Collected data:
────────────────────

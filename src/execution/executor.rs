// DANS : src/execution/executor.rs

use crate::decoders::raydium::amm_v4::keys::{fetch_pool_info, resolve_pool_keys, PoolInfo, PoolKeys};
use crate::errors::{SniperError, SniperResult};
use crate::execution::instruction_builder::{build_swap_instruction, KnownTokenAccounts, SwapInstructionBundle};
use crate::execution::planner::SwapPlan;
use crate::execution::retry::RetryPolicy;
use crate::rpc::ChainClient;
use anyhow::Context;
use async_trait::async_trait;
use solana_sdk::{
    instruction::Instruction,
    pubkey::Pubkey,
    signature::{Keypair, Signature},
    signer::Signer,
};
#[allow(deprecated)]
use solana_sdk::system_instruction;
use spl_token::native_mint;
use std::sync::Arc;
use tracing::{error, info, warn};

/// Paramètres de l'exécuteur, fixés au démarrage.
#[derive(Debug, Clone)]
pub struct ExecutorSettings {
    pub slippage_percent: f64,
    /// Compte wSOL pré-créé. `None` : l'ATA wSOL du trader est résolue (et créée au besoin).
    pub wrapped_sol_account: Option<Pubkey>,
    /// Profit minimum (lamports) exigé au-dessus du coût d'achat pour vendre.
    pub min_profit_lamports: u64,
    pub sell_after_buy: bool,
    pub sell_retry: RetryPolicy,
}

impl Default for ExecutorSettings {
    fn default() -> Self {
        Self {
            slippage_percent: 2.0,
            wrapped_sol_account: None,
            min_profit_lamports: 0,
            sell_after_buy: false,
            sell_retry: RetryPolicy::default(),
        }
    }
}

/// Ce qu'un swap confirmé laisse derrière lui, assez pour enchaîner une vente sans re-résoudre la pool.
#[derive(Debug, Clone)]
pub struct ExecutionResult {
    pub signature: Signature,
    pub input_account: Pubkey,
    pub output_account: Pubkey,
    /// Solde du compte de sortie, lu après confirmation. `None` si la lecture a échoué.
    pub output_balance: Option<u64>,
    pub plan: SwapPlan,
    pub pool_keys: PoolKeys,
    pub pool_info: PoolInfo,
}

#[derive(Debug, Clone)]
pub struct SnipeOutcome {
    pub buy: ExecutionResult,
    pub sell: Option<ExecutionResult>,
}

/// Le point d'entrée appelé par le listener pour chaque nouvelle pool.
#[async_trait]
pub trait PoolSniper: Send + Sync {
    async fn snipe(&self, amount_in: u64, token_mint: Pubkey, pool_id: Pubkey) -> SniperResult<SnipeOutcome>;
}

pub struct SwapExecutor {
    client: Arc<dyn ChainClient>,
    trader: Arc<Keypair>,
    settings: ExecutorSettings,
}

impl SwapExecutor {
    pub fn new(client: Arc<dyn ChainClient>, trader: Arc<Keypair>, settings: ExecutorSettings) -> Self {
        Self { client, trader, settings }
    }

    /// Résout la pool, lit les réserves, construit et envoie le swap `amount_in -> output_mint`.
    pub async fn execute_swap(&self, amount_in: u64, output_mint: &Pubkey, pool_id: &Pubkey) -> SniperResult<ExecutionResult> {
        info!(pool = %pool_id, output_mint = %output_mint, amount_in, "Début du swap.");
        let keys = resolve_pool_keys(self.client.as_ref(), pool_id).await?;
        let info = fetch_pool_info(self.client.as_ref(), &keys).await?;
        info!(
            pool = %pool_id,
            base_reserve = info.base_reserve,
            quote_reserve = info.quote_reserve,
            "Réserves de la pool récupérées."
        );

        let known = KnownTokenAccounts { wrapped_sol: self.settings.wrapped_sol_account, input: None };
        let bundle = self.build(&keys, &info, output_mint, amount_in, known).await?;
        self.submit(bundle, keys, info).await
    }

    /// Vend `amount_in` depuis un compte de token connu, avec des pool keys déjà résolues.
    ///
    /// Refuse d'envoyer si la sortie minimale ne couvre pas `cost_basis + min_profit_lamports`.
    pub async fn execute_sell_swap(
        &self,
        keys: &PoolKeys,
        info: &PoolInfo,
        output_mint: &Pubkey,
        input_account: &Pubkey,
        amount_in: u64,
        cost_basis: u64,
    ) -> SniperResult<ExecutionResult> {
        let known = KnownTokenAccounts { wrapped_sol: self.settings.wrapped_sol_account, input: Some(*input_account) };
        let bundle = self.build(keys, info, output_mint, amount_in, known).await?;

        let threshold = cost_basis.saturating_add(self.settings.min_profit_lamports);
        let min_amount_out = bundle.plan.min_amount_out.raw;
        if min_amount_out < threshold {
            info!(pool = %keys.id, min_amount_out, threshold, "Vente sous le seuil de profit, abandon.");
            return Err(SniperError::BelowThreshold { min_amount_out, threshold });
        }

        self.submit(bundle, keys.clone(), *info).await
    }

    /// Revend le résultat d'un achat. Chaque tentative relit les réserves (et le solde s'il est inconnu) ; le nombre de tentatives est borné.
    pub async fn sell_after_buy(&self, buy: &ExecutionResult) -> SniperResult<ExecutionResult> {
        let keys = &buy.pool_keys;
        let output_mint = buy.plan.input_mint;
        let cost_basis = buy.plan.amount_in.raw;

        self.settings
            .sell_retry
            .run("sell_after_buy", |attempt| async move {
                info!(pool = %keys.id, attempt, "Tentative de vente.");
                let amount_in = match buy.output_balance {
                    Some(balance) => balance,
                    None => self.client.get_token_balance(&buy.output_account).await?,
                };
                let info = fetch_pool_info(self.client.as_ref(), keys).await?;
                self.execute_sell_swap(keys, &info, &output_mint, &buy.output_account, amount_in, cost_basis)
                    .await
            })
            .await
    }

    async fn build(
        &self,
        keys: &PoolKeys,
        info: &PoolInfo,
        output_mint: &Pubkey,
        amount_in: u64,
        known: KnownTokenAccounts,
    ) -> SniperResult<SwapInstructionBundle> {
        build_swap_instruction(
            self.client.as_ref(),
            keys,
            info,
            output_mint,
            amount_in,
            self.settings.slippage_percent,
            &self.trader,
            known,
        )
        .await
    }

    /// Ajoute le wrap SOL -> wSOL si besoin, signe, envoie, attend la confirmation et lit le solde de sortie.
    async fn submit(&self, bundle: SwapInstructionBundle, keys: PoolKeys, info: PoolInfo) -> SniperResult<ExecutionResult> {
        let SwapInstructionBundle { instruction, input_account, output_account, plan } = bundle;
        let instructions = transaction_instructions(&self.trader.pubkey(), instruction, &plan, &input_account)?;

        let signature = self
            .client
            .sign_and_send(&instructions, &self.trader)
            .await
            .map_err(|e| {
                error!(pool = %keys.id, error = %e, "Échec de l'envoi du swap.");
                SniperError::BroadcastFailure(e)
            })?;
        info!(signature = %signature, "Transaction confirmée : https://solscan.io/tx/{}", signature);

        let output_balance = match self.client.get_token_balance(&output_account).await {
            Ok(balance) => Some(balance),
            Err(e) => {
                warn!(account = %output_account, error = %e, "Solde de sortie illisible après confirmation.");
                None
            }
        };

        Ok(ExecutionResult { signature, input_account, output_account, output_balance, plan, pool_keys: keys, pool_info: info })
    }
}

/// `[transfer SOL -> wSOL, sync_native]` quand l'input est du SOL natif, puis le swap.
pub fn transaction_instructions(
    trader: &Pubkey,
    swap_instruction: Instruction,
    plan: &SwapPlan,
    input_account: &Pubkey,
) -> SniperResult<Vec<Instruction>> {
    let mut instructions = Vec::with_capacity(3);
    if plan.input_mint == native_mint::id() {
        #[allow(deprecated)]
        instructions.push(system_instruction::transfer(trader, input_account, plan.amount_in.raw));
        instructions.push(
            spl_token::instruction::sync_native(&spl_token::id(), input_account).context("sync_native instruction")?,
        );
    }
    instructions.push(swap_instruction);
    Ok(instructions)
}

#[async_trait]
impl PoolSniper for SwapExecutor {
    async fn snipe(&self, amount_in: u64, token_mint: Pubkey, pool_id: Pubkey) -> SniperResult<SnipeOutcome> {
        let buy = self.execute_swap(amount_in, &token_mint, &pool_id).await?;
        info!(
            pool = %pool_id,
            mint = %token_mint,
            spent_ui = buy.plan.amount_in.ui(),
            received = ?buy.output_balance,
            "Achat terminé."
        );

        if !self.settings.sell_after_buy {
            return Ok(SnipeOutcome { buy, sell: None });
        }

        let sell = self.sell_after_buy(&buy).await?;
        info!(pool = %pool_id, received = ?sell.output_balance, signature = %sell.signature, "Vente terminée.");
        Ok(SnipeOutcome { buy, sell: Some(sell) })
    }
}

────────────────────

### [WORK REQUEST]
Return a word-for-word copy of the lines above from the one holding "error!(pool = %keys.id, error" through the one holding "let output_balance = match", with both of them included and nothing besides.

### [EXERCISE SOLUTION]
                error!(pool = %keys.id, error = %e, "Échec de l'envoi du swap.");
                SniperError::BroadcastFailure(e)
            })?;
        info!(signature = %signature, "Transaction confirmée : https://solscan.io/tx/{}", signature);

        let output_balance = match self.client.get_token_balance(&output_account).await {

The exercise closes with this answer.